An uncomfortable feeling settled over the table at the mention of her daughter’s name. My uncle cleared his throat and set his fork down, his mouth turned into an uncharacteristic frown. My aunt fidgeted, going quiet as though someone else had brought it up, not her.
That meant that the conversation fell to me. “How long is a while?”
“A few weeks,” Janet said.
That was a little longer than usual. Stacy was prone to going out for spells and not coming back for a few days at a time. The longest she’d been gone was about a week and a half. A few weeks was a record, and it didn’t bode well.
The uncomfortable feeling over the table didn’t shift. They didn’t know how to talk about Stacy, and so they tended not to. I wondered if they’d invited me over as a sort of psychological mediator. Sometimes friends would do that, using me for my skills. I usually got irritated by that, preferring them to schedule an appointment like everyone else, but I’d have done just about anything for Janet and Jesse. This situation with Stacy would require more than one twenty-seven-year-old with a psychology degree to crack.
“Do you think you should call the police?” I asked. “File a missing persons report?” A few weeks really was a long time to go without hearing from her.
Janet shook her head. “No, she’s updating her social media. I can’t see what she’s posting, but I can see she’s been on it.”
“I don’t want you going after her,” Jesse said. He looked serious behind the eyes. “Especially with the trouble she gets into, it’s dangerous running after her. Best to wait until she gets back.”
“Oh, I hate waiting,” Janet said. She f
olded her hands in her lap. “It’s dreadful not to know what she’s up to. Or, you know, where she is. I understand she’s an adult, but you know she gets involved in such dangerous things.”
“It’s the drugs,” Jesse muttered. “It’s the drugs that are the worst of it. If she’d listen to any of the rehab officers, maybe she’d be fine by now.”
I sighed. Stacy and her drugs were not something to be so easily divorced. She’d gone to rehab a few times and taken a chunk out of Janet and Jesse’s retirement doing so. It got to the point that the local church started throwing money at the issue.

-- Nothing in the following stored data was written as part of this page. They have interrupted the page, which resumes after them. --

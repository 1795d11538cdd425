pub const REVEAL_THRESHOLD: f64 = 0.1;
pub const REVEAL_ROOT_MARGIN: &str = "0px 0px -50px 0px";
pub const REVEAL_CLASS: &str = "animate";
pub const SKILL_FILL_DELAY_MS: u32 = 200;
pub const COUNT_UP_DURATION_MS: u32 = 2_000;
pub const COUNT_UP_FRAME_MS: u32 = 16;
pub const CARD_STAGGER_MS: u32 = 100;

/// One-shot latch for a single observed element.
#[derive(Clone, Copy, Debug, Default, PartialEq, Eq)]
pub enum RevealLatch {
    #[default]
    Pending,
    Revealed,
}

impl RevealLatch {
    pub fn observe(&mut self, is_intersecting: bool) -> bool {
        if !is_intersecting || *self == Self::Revealed {
            return false;
        }

        *self = Self::Revealed;
        true
    }

    pub fn is_revealed(self) -> bool {
        self == Self::Revealed
    }
}

/// Parses a `data-level` attribute into a 0-100 fill percentage.
pub fn parse_level(raw: &str) -> Option<u8> {
    let level = raw.trim().parse::<f64>().ok()?;
    if !level.is_finite() {
        return None;
    }

    Some(level.clamp(0.0, 100.0).round() as u8)
}

pub fn fill_width(level: u8) -> String {
    format!("{level}%")
}

pub fn card_stagger_delay(index: usize) -> u32 {
    u32::try_from(index)
        .unwrap_or(u32::MAX)
        .saturating_mul(CARD_STAGGER_MS)
}

/// Where a stat's number comes from. Only static numbers are animated;
/// externally sourced ones arrive asynchronously and must not be counted up.
#[derive(Clone, Copy, Debug, PartialEq, Eq)]
pub enum StatSource {
    Static,
    ViewCounter,
}

impl StatSource {
    pub fn animates(self) -> bool {
        matches!(self, Self::Static)
    }
}

#[derive(Clone, Debug, PartialEq)]
pub struct CountUp {
    target: u64,
    suffix: &'static str,
    step: f64,
    current: f64,
    finished: bool,
}

impl CountUp {
    pub fn new(target: u64, suffix: &'static str) -> Self {
        let frames = f64::from(COUNT_UP_DURATION_MS / COUNT_UP_FRAME_MS);
        Self {
            target,
            suffix,
            step: target as f64 / frames,
            current: 0.0,
            finished: false,
        }
    }

    /// Reads the leading integer of a stat label such as `"500+"`, keeping
    /// a `+` suffix for every frame.
    pub fn parse(text: &str) -> Option<Self> {
        let trimmed = text.trim();
        let digits: String = trimmed.chars().take_while(char::is_ascii_digit).collect();
        let target = digits.parse::<u64>().ok()?;
        let suffix = if trimmed.contains('+') { "+" } else { "" };

        Some(Self::new(target, suffix))
    }

    pub fn is_finished(&self) -> bool {
        self.finished
    }

    pub fn tick(&mut self) -> String {
        if !self.finished {
            self.current += self.step;
            if self.current >= self.target as f64 {
                self.current = self.target as f64;
                self.finished = true;
            }
        }

        format!("{}{}", self.current.floor() as u64, self.suffix)
    }

    pub fn final_text(&self) -> String {
        format!("{}{}", self.target, self.suffix)
    }
}

#[cfg(test)]
mod tests {
    use super::*;

    #[test]
    fn latch_fires_once() {
        let mut latch = RevealLatch::default();

        assert!(!latch.observe(false));
        assert!(latch.observe(true));
        assert!(!latch.observe(true));
        assert!(!latch.observe(false));
        assert!(latch.is_revealed());
    }

    #[test]
    fn level_is_clamped_to_percent_range() {
        assert_eq!(parse_level("90"), Some(90));
        assert_eq!(parse_level(" 72.6 "), Some(73));
        assert_eq!(parse_level("140"), Some(100));
        assert_eq!(parse_level("-5"), Some(0));
        assert_eq!(parse_level("high"), None);
        assert_eq!(parse_level("NaN"), None);
        assert_eq!(fill_width(85), "85%");
    }

    #[test]
    fn count_up_ends_on_target_with_suffix() {
        let mut counter = CountUp::parse("500+").expect("numeric label");
        let mut frames = Vec::new();
        while !counter.is_finished() {
            frames.push(counter.tick());
        }

        assert_eq!(frames.last().map(String::as_str), Some("500+"));
        assert!(frames.iter().all(|frame| frame.ends_with('+')));
        assert!(frames.len() <= 126);
    }

    #[test]
    fn count_up_is_monotonic() {
        let mut counter = CountUp::parse("37").expect("numeric label");
        let mut previous = 0;
        while !counter.is_finished() {
            let value: u64 = counter.tick().parse().expect("plain number");
            assert!(value >= previous);
            previous = value;
        }

        assert_eq!(previous, 37);
        assert_eq!(counter.final_text(), "37");
    }

    #[test]
    fn zero_target_finishes_on_first_frame() {
        let mut counter = CountUp::new(0, "");

        assert_eq!(counter.tick(), "0");
        assert!(counter.is_finished());
    }

    #[test]
    fn non_numeric_label_is_not_animated() {
        assert_eq!(CountUp::parse("many"), None);
        assert_eq!(CountUp::parse(""), None);
    }

    #[test]
    fn only_static_stats_animate() {
        assert!(StatSource::Static.animates());
        assert!(!StatSource::ViewCounter.animates());
    }

    #[test]
    fn cards_are_staggered_by_index() {
        assert_eq!(card_stagger_delay(0), 0);
        assert_eq!(card_stagger_delay(3), 300);
    }
}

It seemed to be that her life was just going to be a series of cocaine binges and rehab cleansings until she decided to get her act together. I didn’t know where to start with that.
“You know, when she gets back, I might see if she’ll go talk to a psychiatrist,” Jesse said. “Quinn, maybe you could take a crack at her.”
I offered him a small smile. “I appreciate that, Jesse. But I don’t think I’m the person to deal with her. I know her too well. She needs someone on the outside who doesn’t know too much about her personal life.”
“Someone close to the family will make her defensive,” Janet piped up. “But we can see about it. It’s testy, getting her into a therapist. She’s always so jumpy about getting help.”
That was why I didn’t see the point in bringing her into my office. Someone who didn’t want help wouldn’t get help, no matter how much therapy they went to. Everything I might tell them would go out the other ear, and they wouldn’t be talking through their problems anyway.
I thought about the situation with Stacy all the way home. My paperwork waited for me in a pile by my bed, and when I curled up with a mug of tea, I considered the implications of Stacy being gone so long. I tried to check her social media, but it seemed that I was blocked, too. It showed she’d updated it not too long ago.
It seemed we’d hear back from her either when she got arrested or when she got into some serious trouble and needed Janet and Jesse to bail her out. I resented that she used them like that, as sort of money pots for her partying. They were good, kind people. But she was an addict, and I had to remember that. Addicts looked at people as means to an end, not as multifaceted and important beings with needs and wants outside of their problems.